# DATA PROVIDED:
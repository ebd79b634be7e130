//! Core Library - Embedded Seed Components
//!
//! The CORE set ships inside the binary so a fresh registry can always be
//! seeded. Reseeding replaces the whole CORE set in one transaction.

use thiserror::Error;

use crate::components::{Component, Origin};
use crate::registry::{ComponentRegistry, RegistryError, ReseedReport};

const SEED_FILES: [(&str, &str); 20] = [
    ("00-stats-cover.json", include_str!("../library/00-stats-cover.json")),
    ("01-minimal-cover.json", include_str!("../library/01-minimal-cover.json")),
    ("02-impact-cover.json", include_str!("../library/02-impact-cover.json")),
    ("03-section-divider.json", include_str!("../library/03-section-divider.json")),
    ("04-table-of-contents.json", include_str!("../library/04-table-of-contents.json")),
    ("05-kpi-dashboard.json", include_str!("../library/05-kpi-dashboard.json")),
    ("06-hero-metric.json", include_str!("../library/06-hero-metric.json")),
    ("07-comparison-bars.json", include_str!("../library/07-comparison-bars.json")),
    ("08-timeline-horizontal.json", include_str!("../library/08-timeline-horizontal.json")),
    ("09-process-flow.json", include_str!("../library/09-process-flow.json")),
    ("10-numbered-steps.json", include_str!("../library/10-numbered-steps.json")),
    ("11-swot-grid.json", include_str!("../library/11-swot-grid.json")),
    ("12-matrix-2x2.json", include_str!("../library/12-matrix-2x2.json")),
    ("13-three-pillars.json", include_str!("../library/13-three-pillars.json")),
    ("14-pyramid-3-level.json", include_str!("../library/14-pyramid-3-level.json")),
    ("15-before-after.json", include_str!("../library/15-before-after.json")),
    ("16-pros-cons.json", include_str!("../library/16-pros-cons.json")),
    ("17-full-text-narrative.json", include_str!("../library/17-full-text-narrative.json")),
    ("18-quote-pullout.json", include_str!("../library/18-quote-pullout.json")),
    ("19-thank-you.json", include_str!("../library/19-thank-you.json")),
];

#[derive(Debug, Error)]
pub enum LibraryError {
    #[error("Seed file {file} is invalid: {source}")]
    Parse {
        file: &'static str,
        #[source]
        source: serde_json::Error,
    },

    #[error("Component {id} requires `{field}` but its render program never reads it")]
    UnreadRequiredField { id: String, field: String },

    #[error(transparent)]
    Registry(#[from] RegistryError),
}

/// Every field a component requires must be read by its render program.
pub fn check_contract(component: &Component) -> Result<(), LibraryError> {
    let read = component.render_program.referenced_data_keys();
    match component.data_schema.required.iter().find(|field| !read.contains(*field)) {
        Some(field) => Err(LibraryError::UnreadRequiredField {
            id: component.id.clone(),
            field: field.clone(),
        }),
        None => Ok(()),
    }
}

pub fn core_components() -> Result<Vec<Component>, LibraryError> {
    SEED_FILES
        .iter()
        .map(|&(file, json)| {
            let mut component: Component =
                serde_json::from_str(json).map_err(|source| LibraryError::Parse { file, source })?;
            component.origin = Origin::Core;
            check_contract(&component)?;
            Ok(component)
        })
        .collect()
}

/// Replace the registry's CORE set with the embedded library. Safe to run
/// repeatedly; USER components are left alone.
pub fn seed(registry: &ComponentRegistry) -> Result<ReseedReport, LibraryError> {
    let components = core_components()?;
    let report = registry.store().replace_core(components)?;
    tracing::info!(removed = report.removed, inserted = report.inserted, "core library seeded");
    Ok(report)
}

# ABOUT THIS EXERCISE:
Go through the entries and copy each line holding the string "Parse".

# RESULT FOR THIS TASK:
    Parse {
                serde_json::from_str(json).map_err(|source| LibraryError::Parse { file, source })?;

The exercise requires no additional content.